Estonia’s parliament passed a gambling tax change in December with the wrong legal wording, and the mistake left online casinos outside the intended tax scope for a year, according to WIRED. The error mattered because Estonia’s gambling sector is worth about €300 million, or $343 million, and the online market is among the fastest-growing in the EU.
The Riigikogu, Estonia’s parliament, meant to reduce the tax rate on remote gambling. The enacted language, however, referred only to “skill games” for that year. Games of chance and remote gambling were not covered by the wording, creating a loophole that cost the government €24 million, or $27.4 million, in annual gambling revenue, according to a post by Luukas Ilves, Estonia’s former undersecretary for digital transformation, cited by WIRED.
A lawyer working for a gambling operator found the problem. Ilves later ran the legislation through Anthropic’s Claude and Google’s Gemini, and said both systems immediately caught the inconsistency. That is a fairly brutal review from tools usually marketed with enough gloss to blind a procurement department.
Ilves then built Apsakaleidja, translated as “Fuckup Finder,” a prototype that checks draft bills from the Riigikogu website.
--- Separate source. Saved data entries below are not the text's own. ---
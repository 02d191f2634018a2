// Copyright (c) 2025 Varshith Gudur. Licensed under AGPLv3.
#![no_std]

//! devicemap-kernel: pure, I/O-free core of the unknown User-Agent resolver.
//!
//! Everything in here is deterministic: device-type taxonomy, the property bag
//! returned by the classification service, the ordered rule chain that maps one
//! onto the other, cursor window arithmetic and cache key naming. Network and
//! cache access live in `devicemap-node`.

extern crate alloc;

#[cfg(test)]
#[macro_use]
extern crate std;

#[cfg(all(feature = "std", not(test)))]
extern crate std;

pub mod config;
pub mod error;
pub mod types;
pub mod keys;
pub mod classify;
pub mod window;

pub use classify::{Matcher, Rule, RuleSet};
pub use error::{KernelError, KernelResult};
pub use types::device::DeviceType;
pub use types::id::{IdentifierKey, LogEntry};
pub use types::properties::{Flag, PropertyBag};
pub use window::{Cursor, Window, WindowPlan};

#[cfg(test)]
pub mod tests;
The tool flags issues including broken legal references, conflicting language, bad arithmetic and dates that cannot work. It labels findings as high, medium or low risk. WIRED reported that, among 112 bills listed by the tool at the time, 102 were marked high risk.
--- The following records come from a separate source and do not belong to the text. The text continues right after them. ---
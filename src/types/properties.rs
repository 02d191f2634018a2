// Copyright (c) 2025 Varshith Gudur. Licensed under AGPLv3.
//! Property bag returned by the classification service.
//!
//! The service sends an open-ended JSON object. Only the four flags the rule
//! chain looks at are modelled; anything else is ignored. A flag that is
//! absent or `null` reads as `false`.

use serde::{Deserialize, Serialize};

#[derive(Clone, Copy, Debug, Default, PartialEq, Eq, Serialize, Deserialize)]
#[serde(rename_all = "camelCase")]
pub struct PropertyBag {
    #[serde(default, skip_serializing_if = "Option::is_none")]
    pub mobile_device: Option<bool>,
    #[serde(default, skip_serializing_if = "Option::is_none")]
    pub touch_screen: Option<bool>,
    #[serde(default, skip_serializing_if = "Option::is_none")]
    pub is_tablet: Option<bool>,
    #[serde(default, skip_serializing_if = "Option::is_none")]
    pub is_robot: Option<bool>,
}

#[derive(Clone, Copy, Debug, PartialEq, Eq, Hash)]
pub enum Flag {
    MobileDevice,
    TouchScreen,
    IsTablet,
    IsRobot,
}

impl Flag {
    pub const ALL: [Flag; 4] = [Flag::MobileDevice, Flag::TouchScreen, Flag::IsTablet, Flag::IsRobot];

    /// Property name as the service spells it.
    pub fn name(&self) -> &'static str {
        match self {
            Flag::MobileDevice => "mobileDevice",
            Flag::TouchScreen => "touchScreen",
            Flag::IsTablet => "isTablet",
            Flag::IsRobot => "isRobot",
        }
    }
}

impl PropertyBag {
    pub fn flag(&self, flag: Flag) -> bool {
        let value = match flag {
            Flag::MobileDevice => self.mobile_device,
            Flag::TouchScreen => self.touch_screen,
            Flag::IsTablet => self.is_tablet,
            Flag::IsRobot => self.is_robot,
        };
        value.unwrap_or(false)
    }

    /// Builder used by tests and the rule table.
    pub fn with(mut self, flag: Flag) -> Self {
        match flag {
            Flag::MobileDevice => self.mobile_device = Some(true),
            Flag::TouchScreen => self.touch_screen = Some(true),
            Flag::IsTablet => self.is_tablet = Some(true),
            Flag::IsRobot => self.is_robot = Some(true),
        }
        self
    }
}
Prime Minister Kristen Michal told WIRED the episode showed that AI could help public officials and citizens review government work. He also pointed to Ilves’ quickly built checker as an example of “agentic tools” being useful outside the state itself.
From cleanup tool to government policy
After the tax mistake, Michal pushed for broader use of AI in government. In January, he suggested Estonia could use systems like Apsakaleidja to check draft legislation for loopholes before adoption, according to Estonian public broadcaster ERR. He also launched Eesti.ai, a program meant to improve AI skills in Estonia with a stated goal of doubling productivity by 2035. Ilves and Bolt founder Markus Villig are advisers to the initiative.
In April, Estonia’s government sent parliament a bill that would allow state and local authorities to use digital tools, including AI, to automate administrative procedures. The bill is still being debated by the Riigikogu, according to WIRED. In June, Michal told an Eesti.ai meeting that Estonia could become the first country to create official digital identities for AI agents if the plan proceeds.
Kirke Maar, team lead of Eesti.ai, told WIRED the bill is intentionally broad. She said Estonia is drawing a line between rule-based decisions and decisions that require judgment. If the law says a person qualifies once verifiable facts are present, automation may be suitable. If officials must weigh competing interests or personal circumstances, Maar said a human should be involved from the beginning.
Maar and Ilves told WIRED that people would be able to invoke a right to be heard during an automated process, which would stop the automation and move the matter to a human official. They said automation would also be excluded when a citizen disputes a decision. Each automated administrative decision would need an audit trail showing the data used, the rule applied, when the decision happened and how the citizen could challenge or correct it.
Catherine Flick, a technology ethics researcher at the University of Staffordshire, told WIRED the tax error also raises an old-fashioned governance problem: human review failed. She said someone still needs to read legislation with the relevant context before it becomes law.
Liina Vahtras, managing director of Estonia’s e-residency program, told WIRED that AI agents acting across public services, banks and registers need clear ownership, authorization, permissions and responsibility. Michal drew the same boundary around power. He told WIRED that AI may identify mistakes, but parliament, courts and public administrators remain responsible for fixing them.
This story draws on original reporting from WIRED.